After today's episode, I resolved to capture as much of that experience as possible. It corroborates what Christopher Hitchens once said: I don't have a body, I am a body. My very lifeforce, that which is so universally mysticized and deemed priceless and possibly eternal, etc., feeling instead like a fleeting coincidence as pain, with one broad backhand, slapped a sense of reality into me. We hurt. We die. I am a body, a body getting older, increasingly worn. But it's like a miracle to even be aware and conscious of it all.
I think of them as contractions, although they're obviously not, and I'm most likely insulting the opposite sex for even connoting it as that word. Still, the periodicity and the escalating frequency and pain warrants the analogy in my head. I suppose what they really are are stomach cramps. Belly aches that are a precursor to diarrhea. But I wonder -- does it hurt this much to everyone else? This morning, it snuck up on me while I was in the subway. A twinge. By the time I was walking towards the coffee truck, the "contractions" started with earnest. I briefly considered bailing on my caffeine fix and heading straight towards the office lavatory instead.
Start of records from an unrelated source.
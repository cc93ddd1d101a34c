//! Count accumulators for one time slice and for the whole window.
//!
//! [`TrafficCounts`] is used both per [`Bucket`] and as the window's rolling
//! total. The rolling total is kept current by adding each event on insert
//! and subtracting whole buckets on eviction.

use httpmon_common::types::NormalizedEvent;
use serde::Serialize;
use std::collections::HashMap;
use std::ops::{AddAssign, SubAssign};

/// Hit counts keyed by status class, endpoint or client.
///
/// Absent keys read as zero. A key is never stored with a zero count:
/// subtraction that cancels a key (or would take it below zero) removes it,
/// so consumers can index the map without seeing stale entries.
#[derive(Debug, Clone, Default, PartialEq, Eq, Serialize)]
#[serde(transparent)]
pub struct CountMap(HashMap<String, u64>);

impl CountMap {
    pub fn new() -> Self {
        Self::default()
    }

    pub fn get_or_zero(&self, key: &str) -> u64 {
        self.0.get(key).copied().unwrap_or(0)
    }

    pub fn increment(&mut self, key: &str) {
        self.add(key, 1);
    }

    fn add(&mut self, key: &str, count: u64) {
        if count == 0 {
            return;
        }
        match self.0.get_mut(key) {
            Some(current) => *current += count,
            None => {
                self.0.insert(key.to_string(), count);
            }
        }
    }

    /// Subtract `count` from `key`, dropping the key once it reaches zero.
    fn remove_count(&mut self, key: &str, count: u64) {
        if let Some(current) = self.0.get_mut(key) {
            if *current > count {
                *current -= count;
            } else {
                self.0.remove(key);
            }
        }
    }

    pub fn len(&self) -> usize {
        self.0.len()
    }

    pub fn is_empty(&self) -> bool {
        self.0.is_empty()
    }

    pub fn iter(&self) -> impl Iterator<Item = (&str, u64)> {
        self.0.iter().map(|(key, count)| (key.as_str(), *count))
    }

    /// Sum of all counts.
    pub fn sum(&self) -> u64 {
        self.0.values().sum()
    }

    /// The key with the highest count.
    ///
    /// Ties go to the lexicographically smallest key so the result does not
    /// depend on hash iteration order.
    pub fn max_entry(&self) -> Option<(&str, u64)> {
        self.iter().fold(None, |best, (key, count)| match best {
            Some((best_key, best_count))
                if best_count > count || (best_count == count && best_key <= key) =>
            {
                Some((best_key, best_count))
            }
            _ => Some((key, count)),
        })
    }

    pub fn as_map(&self) -> &HashMap<String, u64> {
        &self.0
    }
}

impl AddAssign<&CountMap> for CountMap {
    fn add_assign(&mut self, other: &CountMap) {
        for (key, count) in other.iter() {
            self.add(key, count);
        }
    }
}

impl SubAssign<&CountMap> for CountMap {
    fn sub_assign(&mut self, other: &CountMap) {
        for (key, count) in other.iter() {
            self.remove_count(key, count);
        }
    }
}

impl<K: Into<String>> FromIterator<(K, u64)> for CountMap {
    fn from_iter<I: IntoIterator<Item = (K, u64)>>(iter: I) -> Self {
        let mut map = CountMap::new();
        for (key, count) in iter {
            let key: String = key.into();
            map.add(&key, count);
        }
        map
    }
}

/// Aggregated request counts.
///
/// `total` always equals the sum of `by_status_class`; every recorded
/// event lands in exactly one class, one endpoint and one client.
#[derive(Debug, Clone, Default, PartialEq, Eq, Serialize)]
pub struct TrafficCounts {
    pub total: u64,
    pub by_status_class: CountMap,
    pub by_endpoint: CountMap,
    pub by_client: CountMap,
}

impl TrafficCounts {
    pub fn new() -> Self {
        Self::default()
    }

    /// Count one request.
    pub fn record(&mut self, event: &NormalizedEvent) {
        self.total += 1;
        self.by_status_class.increment(&event.status_class());
        self.by_endpoint.increment(&event.endpoint_subpath);
        self.by_client.increment(&event.client_address);
    }

    pub fn is_empty(&self) -> bool {
        self.total == 0
    }
}

impl AddAssign<&TrafficCounts> for TrafficCounts {
    fn add_assign(&mut self, other: &TrafficCounts) {
        self.total += other.total;
        self.by_status_class += &other.by_status_class;
        self.by_endpoint += &other.by_endpoint;
        self.by_client += &other.by_client;
    }
}

/// Componentwise subtraction, floored at zero. Keys that reach zero are
/// dropped rather than kept as zero or negative entries.
impl SubAssign<&TrafficCounts> for TrafficCounts {
    fn sub_assign(&mut self, other: &TrafficCounts) {
        self.total = self.total.saturating_sub(other.total);
        self.by_status_class -= &other.by_status_class;
        self.by_endpoint -= &other.by_endpoint;
        self.by_client -= &other.by_client;
    }
}

/// Counts for one fixed-size time slice.
#[derive(Debug, Clone, PartialEq, Eq)]
pub struct Bucket {
    key: i64,
    counts: TrafficCounts,
}

impl Bucket {
    /// An empty bucket starting at `key` (epoch milliseconds).
    pub fn new(key: i64) -> Self {
        Self {
            key,
            counts: TrafficCounts::default(),
        }
    }

    pub fn key(&self) -> i64 {
        self.key
    }

    pub fn counts(&self) -> &TrafficCounts {
        &self.counts
    }

    pub fn add_event(&mut self, event: &NormalizedEvent) {
        self.counts.record(event);
    }
}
Sometimes I think I ought to categorize the severity of these stomach cramps like one would a tornado or a hurricane. They are by far the worst pain I experience on a semi-regular basis. The worst ones (category fives?) literally have me crying and thinking that death might be preferable. Today was one of the bad ones. Sitting on the toilet, the contractions ceased being discreet events and began to roll over me like waves in a storm. Sweat began to pour. I had trouble breathing. My eyes were clenched shut and my vision swam in honeycombs. Literally nothing else mattered besides the desire to end this pain. I wanted to pass out -- i.e. if there was a way for me to flip a neurological switch and relinquish consciousness on demand, I would have hit it. Right around this time is when the thought, "Just kill me now," did not seem ridiculous. Very few other thoughts got past the howling waves of pain. My shirt became drenched with sweat, so I yanked it off over my head, desperate to cool down. I collapsed onto the bathroom floor and pressed my face against the cold stone tiles, not even for one millisecond considering the fact that dirty shoes may have tracked across that very same floor. I laid there, pants around my ankles, sweating and breathing hard, praying to pass out.
Mercifully, that has always been the apex of the worst. Soon after, my colon takes over and... disgorges. I make it back onto the toilet in time. (This is probably where the contraction analogy breaks down, as these episodes last, maybe at most, one hour from twinge to disgorgement.) The thumping in my temples slow, and I rise above my lizard functions. My body cools down. Disgusting things spill out of my nether regions and into the toilet, and I am grateful for every ounce of the purge.
After today's episode, I resolved to capture as much of that experience as possible. It corroborates what Christopher Hitchens once said: I don't have a body, I am a body. My very lifeforce, that which is so universally mysticized and deemed priceless and possibly eternal, etc., feeling instead like a fleeting coincidence as pain, with one broad backhand, slapped a sense of reality into me. We hurt. We die. I am a body, a body getting older, increasingly worn. But it's like a miracle to even be aware and conscious of it all.